At this year’s virtual CFT Convention held March 26-27, the Part-Time Faculty Committee sponsored two resolutions reflective of both the longstanding and new problems beginning to emerge in the wake of the pandemic which has impacted adjunct health and training.

The first of these resolutions was Resolution 5 — Mandate unified health benefits for part-time community college faculty. Sponsored jointly by the Higher Education and Part-Time Faculty Committees, this resolution calls for part-time faculty to be “provided access to health benefits through their employer,” and for the Community College Chancellor’s Office to “ensure funding for districts to provide health insurance for all part-time faculty, with a gradual increase in support…so that part-time faculty have ongoing access to healthcare benefits with decreasing cost.”

The resolution states that there exists a state fund “that reimburses districts up to as much as 50% of the district expense for providing eligible adjunct faculty access to health insurance.” This fund, though first established in 1996, remains underfunded, with just $400,000 available — a far cry from what’s needed. The fund was in fact created with the intent of insuring “part-time community college faculty and their eligible dependents have continuous access to health insurance benefits.”

One of the most robust speakers in support of the resolution was Grace Chee, president of the West L.A. College chapter of the Los Angeles College Faculty Guild. “The UCs and CSUs both provide health insurance for their part-time faculty, but many community colleges do not …” Chee said. “Starbucks, REI, and some parts of corporate America provide health insurance for part-time workers, but higher education does not? It is a sad day when the corporations treat workers better than liberal academics. We have to take better care of our own.” Delegates passed the resolution with resounding support.

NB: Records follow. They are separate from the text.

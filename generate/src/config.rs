//! Generation settings for chart batch runs.
//!
//! # Example YAML
//!
//! ```yaml
//! include_all: false
//! i18n_directory: i18n
//! locales:
//!   - zh
//!   - en
//! jobs: 4
//! values_file: values.yaml
//! schema_file: values.schema.json
//! ```

use std::io::BufReader;
use std::path::{Path, PathBuf};

use serde::{Deserialize, Serialize};

use crate::error::Result;

/// Default name of the values document inside a chart.
pub const DEFAULT_VALUES_FILE: &str = "values.yaml";

/// Default name of the canonical schema written next to it.
pub const DEFAULT_SCHEMA_FILE: &str = "values.schema.json";

/// Settings for [`generate_charts`](crate::generate_charts).
///
/// Every field is optional in YAML; missing fields take their defaults.
///
/// # Examples
///
/// ```
/// use values_schema_generate::GenerateConfig;
///
/// let config: GenerateConfig = serde_yaml::from_str("locales: [zh]").unwrap();
/// assert!(!config.include_all);
/// assert_eq!(config.values_file, "values.yaml");
/// assert_eq!(config.locale_file_name("zh"), "values.schema.zh.json");
/// ```
#[derive(Debug, Clone, PartialEq, Eq, Serialize, Deserialize)]
#[serde(default)]
pub struct GenerateConfig {
    /// Keep untitled nodes instead of purging them.
    pub include_all: bool,
    /// Chart-relative directory for locale schemas. `None` writes them next
    /// to the canonical schema.
    pub i18n_directory: Option<PathBuf>,
    /// Locales to write. Empty writes every locale found.
    pub locales: Vec<String>,
    /// Parallel chart jobs. `None` picks a default from the CPU count.
    pub jobs: Option<usize>,
    pub values_file: String,
    pub schema_file: String,
}

impl Default for GenerateConfig {
    fn default() -> Self {
        Self {
            include_all: false,
            i18n_directory: None,
            locales: Vec::new(),
            jobs: None,
            values_file: DEFAULT_VALUES_FILE.to_string(),
            schema_file: DEFAULT_SCHEMA_FILE.to_string(),
        }
    }
}

impl GenerateConfig {
    /// Loads configuration from a YAML file.
    ///
    /// # Errors
    ///
    /// Returns [`Io`](crate::ChartError::Io) if the file cannot be read, or
    /// [`Yaml`](crate::ChartError::Yaml) if parsing fails.
    pub fn load(path: impl AsRef<Path>) -> Result<Self> {
        let file = std::fs::File::open(path)?;
        let reader = BufReader::new(file);
        let config = serde_yaml::from_reader(reader)?;
        Ok(config)
    }

    /// File name of the schema for `locale`: `values.schema.json` becomes
    /// `values.schema.<locale>.json`.
    pub fn locale_file_name(&self, locale: &str) -> String {
        match self.schema_file.strip_suffix(".json") {
            Some(stem) => format!("{stem}.{locale}.json"),
            None => format!("{}.{locale}", self.schema_file),
        }
    }
}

Using the momentum from the resolution’s passage, Chee and other part-time faculty advocates in the Guild recently worked with the local executive board to reaffirm, by a 95% vote, a 2016 motion declaring “healthcare is a human right,” and calling on the Guild to “advocate for adjunct faculty on seniority to receive 100% of health insurance as a paid benefit (based on the cost of the most popular CalPERS health insurance plan).”

The second adjunct-specific resolution passed at CFT Convention addresses an increasing problem for adjuncts — having to take redundant mandatory trainings in separate districts. Resolution 7 — Support faculty training that is transferable and equitable in the community colleges — simply asks CFT to advocate at the Chancellor’s Office “to ensure that any training required or recommended by the Chancellor’s Office be equitable and transferable between colleges and districts.” It also calls upon CFT to support legislation mandating that training be compensated equitably and be transferable between colleges and districts.

As a result of SB 778 in 2019, all faculty are effectively required to take two hours of training regarding sexual harassment training including abusive conduct. The importance and value of this training is not in question. The issue is that for adjuncts teaching in multiple districts, they will be required to repeat the same, often unpaid training, multiple times.

As an example, adjuncts teaching in the San Diego Community College District are required to do their training online through Keenan, which is in fact the same training used by Southwestern College in Chula Vista, where many San Diego adjuncts also teach. With no reciprocity agreement in place, adjuncts have to take the training twice, whereas the full-time faculty are either institution only have to complete it once.

With the prospect of potentially more mandated training on racial equity and diversity, or mandatory reporting, the prospect of adjuncts being hit with multiple redundant mandated trainings is real.

This is also an issue at Palomar College, where Barbara Baer, co-president of the Palomar Faculty Federation, reports that their local negotiating team is calling for the administration to accept equivalent mandated trainings from other schools. As Palomar already required a set number of professional development hours prior to the mandated training, the negotiating team is also arguing for mandated training to be paid.

“It is therefore in the best interests of the administration, to accept trainings done in other districts,” Baer notes. “First of all, it will be easier to bring more adjunct faculty into compliance, and second, it will ultimately save on training costs to the district.”